▸ **Assignment**:
Go through the entries and say how many lines contain the string "LeadKind". The number is the whole answer.

▸ **The data**:
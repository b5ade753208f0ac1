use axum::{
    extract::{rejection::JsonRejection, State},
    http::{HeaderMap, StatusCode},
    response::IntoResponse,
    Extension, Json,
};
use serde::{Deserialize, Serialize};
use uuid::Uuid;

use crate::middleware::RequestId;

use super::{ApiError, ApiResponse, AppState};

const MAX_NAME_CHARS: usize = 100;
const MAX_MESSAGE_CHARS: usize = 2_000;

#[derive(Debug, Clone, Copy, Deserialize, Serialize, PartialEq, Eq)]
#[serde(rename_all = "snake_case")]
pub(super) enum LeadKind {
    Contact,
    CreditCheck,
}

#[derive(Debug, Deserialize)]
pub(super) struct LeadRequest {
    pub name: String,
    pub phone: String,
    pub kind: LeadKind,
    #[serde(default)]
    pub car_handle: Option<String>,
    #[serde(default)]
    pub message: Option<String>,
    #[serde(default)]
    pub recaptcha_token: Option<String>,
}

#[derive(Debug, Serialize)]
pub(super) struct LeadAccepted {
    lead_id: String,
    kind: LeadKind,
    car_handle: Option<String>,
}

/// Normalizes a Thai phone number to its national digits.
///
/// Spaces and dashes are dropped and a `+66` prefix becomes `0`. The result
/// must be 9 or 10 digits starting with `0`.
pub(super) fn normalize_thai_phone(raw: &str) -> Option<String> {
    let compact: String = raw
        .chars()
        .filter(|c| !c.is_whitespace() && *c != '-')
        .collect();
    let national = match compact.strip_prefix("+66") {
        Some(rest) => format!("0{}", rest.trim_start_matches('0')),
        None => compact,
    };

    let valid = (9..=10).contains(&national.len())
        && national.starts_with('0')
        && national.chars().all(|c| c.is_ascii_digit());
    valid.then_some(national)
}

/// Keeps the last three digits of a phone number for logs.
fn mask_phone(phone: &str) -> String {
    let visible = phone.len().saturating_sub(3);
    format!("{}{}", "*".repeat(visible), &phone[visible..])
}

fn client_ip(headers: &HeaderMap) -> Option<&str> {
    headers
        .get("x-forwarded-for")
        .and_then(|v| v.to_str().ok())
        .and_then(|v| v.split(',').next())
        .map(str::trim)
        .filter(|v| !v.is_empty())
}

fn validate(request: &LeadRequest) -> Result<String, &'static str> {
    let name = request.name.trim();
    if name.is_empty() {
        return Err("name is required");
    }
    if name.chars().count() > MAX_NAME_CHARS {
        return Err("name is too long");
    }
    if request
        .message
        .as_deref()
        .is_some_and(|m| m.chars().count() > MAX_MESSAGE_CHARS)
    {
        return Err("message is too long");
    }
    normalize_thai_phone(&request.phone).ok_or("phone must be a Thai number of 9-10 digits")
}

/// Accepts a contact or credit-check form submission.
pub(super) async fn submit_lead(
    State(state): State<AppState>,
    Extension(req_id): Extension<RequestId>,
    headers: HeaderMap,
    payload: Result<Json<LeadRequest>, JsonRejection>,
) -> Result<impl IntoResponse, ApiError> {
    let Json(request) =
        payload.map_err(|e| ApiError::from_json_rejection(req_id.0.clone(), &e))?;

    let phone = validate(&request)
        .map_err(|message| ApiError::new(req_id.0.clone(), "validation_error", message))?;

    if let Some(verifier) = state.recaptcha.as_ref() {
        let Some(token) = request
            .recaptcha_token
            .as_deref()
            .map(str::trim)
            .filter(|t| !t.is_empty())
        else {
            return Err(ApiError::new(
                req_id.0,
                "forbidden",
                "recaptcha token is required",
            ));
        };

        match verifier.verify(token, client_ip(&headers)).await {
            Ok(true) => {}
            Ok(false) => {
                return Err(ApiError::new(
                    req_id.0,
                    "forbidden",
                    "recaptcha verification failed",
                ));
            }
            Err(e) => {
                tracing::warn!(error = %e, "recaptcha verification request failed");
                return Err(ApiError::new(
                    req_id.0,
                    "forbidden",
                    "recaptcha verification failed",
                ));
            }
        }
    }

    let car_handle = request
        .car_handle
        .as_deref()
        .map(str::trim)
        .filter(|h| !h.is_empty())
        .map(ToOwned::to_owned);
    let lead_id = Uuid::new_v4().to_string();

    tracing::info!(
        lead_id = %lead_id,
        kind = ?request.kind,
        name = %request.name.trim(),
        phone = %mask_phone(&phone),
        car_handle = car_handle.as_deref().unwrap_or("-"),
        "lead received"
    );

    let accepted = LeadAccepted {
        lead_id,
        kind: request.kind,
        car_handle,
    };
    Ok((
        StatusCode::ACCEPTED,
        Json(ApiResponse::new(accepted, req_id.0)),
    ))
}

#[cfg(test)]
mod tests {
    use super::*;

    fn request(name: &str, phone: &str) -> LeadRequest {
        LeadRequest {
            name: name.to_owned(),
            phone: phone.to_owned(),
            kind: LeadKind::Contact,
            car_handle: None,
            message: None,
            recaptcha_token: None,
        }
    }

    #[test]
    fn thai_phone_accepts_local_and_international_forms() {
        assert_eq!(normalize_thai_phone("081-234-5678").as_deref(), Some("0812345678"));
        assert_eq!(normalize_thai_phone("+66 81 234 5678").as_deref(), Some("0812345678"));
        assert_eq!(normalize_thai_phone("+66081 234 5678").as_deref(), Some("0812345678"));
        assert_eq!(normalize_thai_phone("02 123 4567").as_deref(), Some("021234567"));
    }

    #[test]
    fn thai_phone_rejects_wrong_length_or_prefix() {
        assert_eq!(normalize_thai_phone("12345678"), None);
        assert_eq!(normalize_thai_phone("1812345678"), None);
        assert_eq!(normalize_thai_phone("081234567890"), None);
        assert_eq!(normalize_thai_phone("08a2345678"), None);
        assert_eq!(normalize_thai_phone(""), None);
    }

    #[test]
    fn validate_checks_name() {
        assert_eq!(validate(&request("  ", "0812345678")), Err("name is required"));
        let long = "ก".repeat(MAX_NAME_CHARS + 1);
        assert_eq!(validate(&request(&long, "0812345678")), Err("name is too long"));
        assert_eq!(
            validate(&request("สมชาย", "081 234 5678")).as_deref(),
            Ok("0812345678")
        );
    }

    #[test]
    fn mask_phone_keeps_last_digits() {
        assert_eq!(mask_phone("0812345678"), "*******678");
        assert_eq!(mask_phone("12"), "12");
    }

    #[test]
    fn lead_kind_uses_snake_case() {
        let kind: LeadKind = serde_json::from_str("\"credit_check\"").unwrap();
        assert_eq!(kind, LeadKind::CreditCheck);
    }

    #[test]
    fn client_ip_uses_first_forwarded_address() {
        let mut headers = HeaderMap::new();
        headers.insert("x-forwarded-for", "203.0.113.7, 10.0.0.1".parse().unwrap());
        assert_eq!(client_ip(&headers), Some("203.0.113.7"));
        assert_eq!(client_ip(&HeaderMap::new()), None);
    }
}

▸ **Solution to this problem**:
6